Como – how Aunque – although / even though Según – according to Donde – where Mientras – while De manera que – so that De modo que – so that If you have subjunctive, the English translation will be “ever”. However, wherever
Después de que – after Cuando – when (whenever) Hasta que – until Tan pronto como – as soon as En cuanto – as soon as Luego que – as soon as Así que – as soon as
1. If the main clause verb is in the future tense. Future formation: Infinitive plus é, ás, á, emos, án Can also be ir + a 2. If the verb is in present tense but represents an impending action. Querer, pensar, etc 3. All commands
Ella me dirá la verdad cuando regrese. She will tell me the truth whenever she returns. Since we don’t know if she will return, subjunctive is used. Quiero irme tan pronto como él llegue. I want to leave as soon as he arrives. If he never arrives, you may not want to leave. Explíqueles la situación después de que entren. Explain the situation to them after they enter. If they never enter, you can’t explain it to them.

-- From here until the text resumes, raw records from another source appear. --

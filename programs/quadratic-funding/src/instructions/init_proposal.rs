// instructions/init_proposal.rs
use anchor_lang::error::ErrorCode;
use anchor_lang::prelude::*;
use anchor_lang::solana_program::instruction::{AccountMeta, Instruction};
use ledger_runtime::{InstructionContext, SYSTEM_PROGRAM_ID};

use crate::constants::*;
use crate::error::*;
use crate::state::*;
use crate::utils::*;
use crate::QuadraticFundingInstruction;

pub fn handler(ctx: &mut InstructionContext<'_>, metadata: String) -> Result<()> {
    let accounts = InitProposal::try_accounts(ctx)?;

    let mut dao: Dao = ctx.load(&accounts.dao)?;
    require_keys_eq!(
        dao.authority,
        accounts.creator,
        QuadraticFundingError::UnauthorizedProposalCreation
    );
    validate_metadata(&metadata)?;

    // Addressed by the count before this proposal
    let proposal_id = dao.next_proposal_id()?;
    let id_bytes = proposal_id.to_le_bytes();
    let bump = ctx.create_pda_account(
        &accounts.creator,
        &accounts.proposal,
        &[PROPOSAL_SEED, accounts.dao.as_ref(), &id_bytes],
        Proposal::SIZE,
    )?;

    let proposal = Proposal::new(accounts.creator, accounts.dao, proposal_id, metadata, bump);
    ctx.store_account(&accounts.proposal, &proposal)?;
    ctx.store_account(&accounts.dao, &dao)?;

    msg!("Proposal {} created in DAO {}", proposal_id, dao.name);
    msg!("Metadata: {}", proposal.metadata);

    Ok(())
}

/// Accounts, in instruction order
pub struct InitProposal {
    pub creator: Pubkey,
    pub dao: Pubkey,
    pub proposal: Pubkey,
}

impl InitProposal {
    /// `proposal_id` is the DAO's current `proposal_count`
    pub fn new(creator: Pubkey, dao: Pubkey, proposal_id: u64) -> Result<Self> {
        Ok(Self {
            creator,
            dao,
            proposal: Proposal::address(&dao, proposal_id)?.0,
        })
    }

    pub fn try_accounts(ctx: &InstructionContext<'_>) -> Result<Self> {
        let accounts = Self {
            creator: ctx.account_key(0)?,
            dao: ctx.account_key(1)?,
            proposal: ctx.account_key(2)?,
        };
        require_keys_eq!(ctx.account_key(3)?, SYSTEM_PROGRAM_ID, ErrorCode::InvalidProgramId);
        ctx.require_signer(&accounts.creator)?;
        Ok(accounts)
    }

    pub fn to_account_metas(&self) -> Vec<AccountMeta> {
        vec![
            AccountMeta::new(self.creator, true),
            AccountMeta::new(self.dao, false),
            AccountMeta::new(self.proposal, false),
            AccountMeta::new_readonly(SYSTEM_PROGRAM_ID, false),
        ]
    }

    pub fn instruction(
        creator: Pubkey,
        dao: Pubkey,
        proposal_id: u64,
        metadata: &str,
    ) -> Result<Instruction> {
        Ok(Instruction {
            program_id: crate::ID,
            accounts: Self::new(creator, dao, proposal_id)?.to_account_metas(),
            data: QuadraticFundingInstruction::InitProposal {
                metadata: metadata.to_string(),
            }
            .data()?,
        })
    }
}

This one is easy. You can only have Past subjunctive after the word “si” if a conditional tense verb is present. Otherwise you must use regular tenses.
Si yo tuviera mucho dinero, compraría una casa grande. If I had a lot of money, I would buy a big house. Yo te prestaría el DVD si supiera donde estaba. I would lend you the DVD if I knew where it was. Si ella hubiera comprendido el subjuntivo, habría recibido una buena nota. If she had understood the subjunctive, she would have received a good grade.
Si puedo ir, iré. If I can go, I will. Voy a la tienda si tengo tiempo suficiente. I’ll go to the store if I have enough time. Haga la tarea si quieres. Do the homework if you want. You must have a past tense sentence to use an If clause in subjunctive.